* _EXERCISE DIRECTIONS_
Return every line of the data that contains the string "init".

____ TASK MATERIAL

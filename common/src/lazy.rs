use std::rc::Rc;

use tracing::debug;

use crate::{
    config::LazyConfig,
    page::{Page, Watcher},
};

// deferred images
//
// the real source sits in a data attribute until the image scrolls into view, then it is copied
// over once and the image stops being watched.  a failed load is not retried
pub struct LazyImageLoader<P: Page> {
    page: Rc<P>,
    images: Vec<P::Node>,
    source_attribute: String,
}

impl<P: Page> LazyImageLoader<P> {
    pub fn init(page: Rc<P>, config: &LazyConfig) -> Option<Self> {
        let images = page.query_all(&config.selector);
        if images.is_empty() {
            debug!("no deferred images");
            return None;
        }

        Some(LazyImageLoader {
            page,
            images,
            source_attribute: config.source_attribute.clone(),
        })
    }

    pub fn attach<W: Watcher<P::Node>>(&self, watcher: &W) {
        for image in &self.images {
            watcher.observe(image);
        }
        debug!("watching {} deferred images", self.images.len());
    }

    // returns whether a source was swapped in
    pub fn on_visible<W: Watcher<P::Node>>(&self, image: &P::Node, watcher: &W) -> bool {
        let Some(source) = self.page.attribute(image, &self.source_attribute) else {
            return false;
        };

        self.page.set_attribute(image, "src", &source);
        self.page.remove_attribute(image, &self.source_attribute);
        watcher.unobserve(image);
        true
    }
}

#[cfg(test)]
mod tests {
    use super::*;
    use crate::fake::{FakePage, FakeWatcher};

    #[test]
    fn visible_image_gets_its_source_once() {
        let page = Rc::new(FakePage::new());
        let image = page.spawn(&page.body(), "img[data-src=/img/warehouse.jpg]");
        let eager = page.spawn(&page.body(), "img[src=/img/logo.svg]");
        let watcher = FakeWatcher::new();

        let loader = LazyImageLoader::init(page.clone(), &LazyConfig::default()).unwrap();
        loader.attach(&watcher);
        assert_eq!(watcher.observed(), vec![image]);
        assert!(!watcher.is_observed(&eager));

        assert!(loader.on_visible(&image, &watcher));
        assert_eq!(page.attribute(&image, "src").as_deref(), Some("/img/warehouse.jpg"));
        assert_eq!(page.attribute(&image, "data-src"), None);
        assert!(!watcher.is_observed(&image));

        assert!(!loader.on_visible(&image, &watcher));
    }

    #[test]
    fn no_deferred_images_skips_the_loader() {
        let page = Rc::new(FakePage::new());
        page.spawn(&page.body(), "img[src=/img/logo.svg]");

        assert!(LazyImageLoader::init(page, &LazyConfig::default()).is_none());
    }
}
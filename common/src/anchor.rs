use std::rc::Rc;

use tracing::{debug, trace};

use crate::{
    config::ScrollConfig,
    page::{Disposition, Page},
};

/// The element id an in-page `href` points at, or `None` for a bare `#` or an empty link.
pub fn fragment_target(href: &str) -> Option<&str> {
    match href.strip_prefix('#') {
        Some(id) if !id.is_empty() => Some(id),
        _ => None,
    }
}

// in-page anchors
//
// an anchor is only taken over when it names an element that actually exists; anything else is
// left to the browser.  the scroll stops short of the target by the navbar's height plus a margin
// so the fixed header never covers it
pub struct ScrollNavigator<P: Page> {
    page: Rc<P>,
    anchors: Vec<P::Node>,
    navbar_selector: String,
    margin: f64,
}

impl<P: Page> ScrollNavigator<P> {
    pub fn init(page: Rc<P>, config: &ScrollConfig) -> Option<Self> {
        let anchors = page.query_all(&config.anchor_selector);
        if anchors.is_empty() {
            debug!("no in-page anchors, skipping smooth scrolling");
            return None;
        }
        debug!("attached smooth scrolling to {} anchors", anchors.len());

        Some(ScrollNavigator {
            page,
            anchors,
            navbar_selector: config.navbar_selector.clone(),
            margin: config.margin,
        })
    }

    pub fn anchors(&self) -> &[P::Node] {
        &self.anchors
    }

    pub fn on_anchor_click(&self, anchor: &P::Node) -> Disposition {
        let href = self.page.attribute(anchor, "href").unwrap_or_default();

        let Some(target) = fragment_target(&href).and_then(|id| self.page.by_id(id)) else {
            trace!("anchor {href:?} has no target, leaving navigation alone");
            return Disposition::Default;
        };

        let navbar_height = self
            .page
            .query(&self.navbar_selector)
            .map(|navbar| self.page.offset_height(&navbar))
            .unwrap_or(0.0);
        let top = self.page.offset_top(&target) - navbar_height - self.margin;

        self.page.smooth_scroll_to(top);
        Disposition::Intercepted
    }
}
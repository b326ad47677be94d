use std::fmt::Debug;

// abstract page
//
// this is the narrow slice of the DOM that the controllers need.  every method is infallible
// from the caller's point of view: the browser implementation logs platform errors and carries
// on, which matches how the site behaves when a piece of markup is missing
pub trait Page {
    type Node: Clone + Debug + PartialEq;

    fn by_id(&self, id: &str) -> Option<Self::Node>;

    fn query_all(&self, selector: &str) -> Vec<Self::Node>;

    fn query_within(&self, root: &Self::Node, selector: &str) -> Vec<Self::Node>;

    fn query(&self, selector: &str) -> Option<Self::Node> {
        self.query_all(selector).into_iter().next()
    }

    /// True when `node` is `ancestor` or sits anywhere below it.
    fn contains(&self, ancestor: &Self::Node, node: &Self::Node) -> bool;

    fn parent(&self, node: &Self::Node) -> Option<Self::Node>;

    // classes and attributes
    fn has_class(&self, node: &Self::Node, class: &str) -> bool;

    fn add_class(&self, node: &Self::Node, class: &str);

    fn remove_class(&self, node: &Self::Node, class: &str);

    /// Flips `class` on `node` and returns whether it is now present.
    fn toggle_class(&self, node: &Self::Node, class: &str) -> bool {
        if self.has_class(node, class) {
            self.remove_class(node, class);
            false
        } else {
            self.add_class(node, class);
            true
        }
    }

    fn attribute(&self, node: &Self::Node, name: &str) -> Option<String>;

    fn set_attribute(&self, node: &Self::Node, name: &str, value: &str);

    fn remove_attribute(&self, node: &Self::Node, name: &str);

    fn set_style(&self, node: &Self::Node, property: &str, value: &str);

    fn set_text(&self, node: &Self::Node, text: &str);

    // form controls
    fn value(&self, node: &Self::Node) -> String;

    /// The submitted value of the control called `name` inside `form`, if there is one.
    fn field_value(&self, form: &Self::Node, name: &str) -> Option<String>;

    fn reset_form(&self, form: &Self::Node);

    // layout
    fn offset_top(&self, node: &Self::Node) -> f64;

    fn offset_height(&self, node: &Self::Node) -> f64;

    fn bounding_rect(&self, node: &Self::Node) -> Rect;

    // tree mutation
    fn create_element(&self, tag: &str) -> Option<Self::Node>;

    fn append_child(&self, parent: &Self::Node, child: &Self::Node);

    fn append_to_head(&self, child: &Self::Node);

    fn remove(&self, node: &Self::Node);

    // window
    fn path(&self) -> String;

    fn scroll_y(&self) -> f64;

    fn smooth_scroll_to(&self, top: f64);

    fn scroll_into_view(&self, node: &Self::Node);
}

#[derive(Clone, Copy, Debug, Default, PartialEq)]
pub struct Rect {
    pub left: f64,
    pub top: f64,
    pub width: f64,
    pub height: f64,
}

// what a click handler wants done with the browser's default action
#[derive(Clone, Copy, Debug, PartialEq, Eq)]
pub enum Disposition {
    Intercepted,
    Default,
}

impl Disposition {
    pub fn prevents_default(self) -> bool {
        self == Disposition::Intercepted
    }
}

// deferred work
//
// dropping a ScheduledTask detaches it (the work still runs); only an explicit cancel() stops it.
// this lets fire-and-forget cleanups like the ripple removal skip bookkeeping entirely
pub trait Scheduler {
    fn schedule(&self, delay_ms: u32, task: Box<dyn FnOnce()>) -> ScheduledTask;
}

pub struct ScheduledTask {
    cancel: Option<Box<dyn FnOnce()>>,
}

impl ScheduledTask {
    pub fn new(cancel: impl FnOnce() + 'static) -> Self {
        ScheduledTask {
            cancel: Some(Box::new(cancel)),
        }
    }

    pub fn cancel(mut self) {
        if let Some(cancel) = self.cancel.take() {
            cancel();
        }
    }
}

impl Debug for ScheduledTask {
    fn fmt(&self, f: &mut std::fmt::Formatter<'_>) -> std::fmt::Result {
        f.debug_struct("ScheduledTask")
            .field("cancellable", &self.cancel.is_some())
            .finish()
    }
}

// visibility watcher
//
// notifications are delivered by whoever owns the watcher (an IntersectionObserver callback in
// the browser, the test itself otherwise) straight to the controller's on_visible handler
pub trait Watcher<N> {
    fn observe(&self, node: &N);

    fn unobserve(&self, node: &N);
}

________

* _EXERCISE SOLUTION_
    pub fn init(page: Rc<P>, config: &LazyConfig) -> Option<Self> {
        let loader = LazyImageLoader::init(page.clone(), &LazyConfig::default()).unwrap();
        assert!(LazyImageLoader::init(page, &LazyConfig::default()).is_none());
    pub fn init(page: Rc<P>, config: &ScrollConfig) -> Option<Self> {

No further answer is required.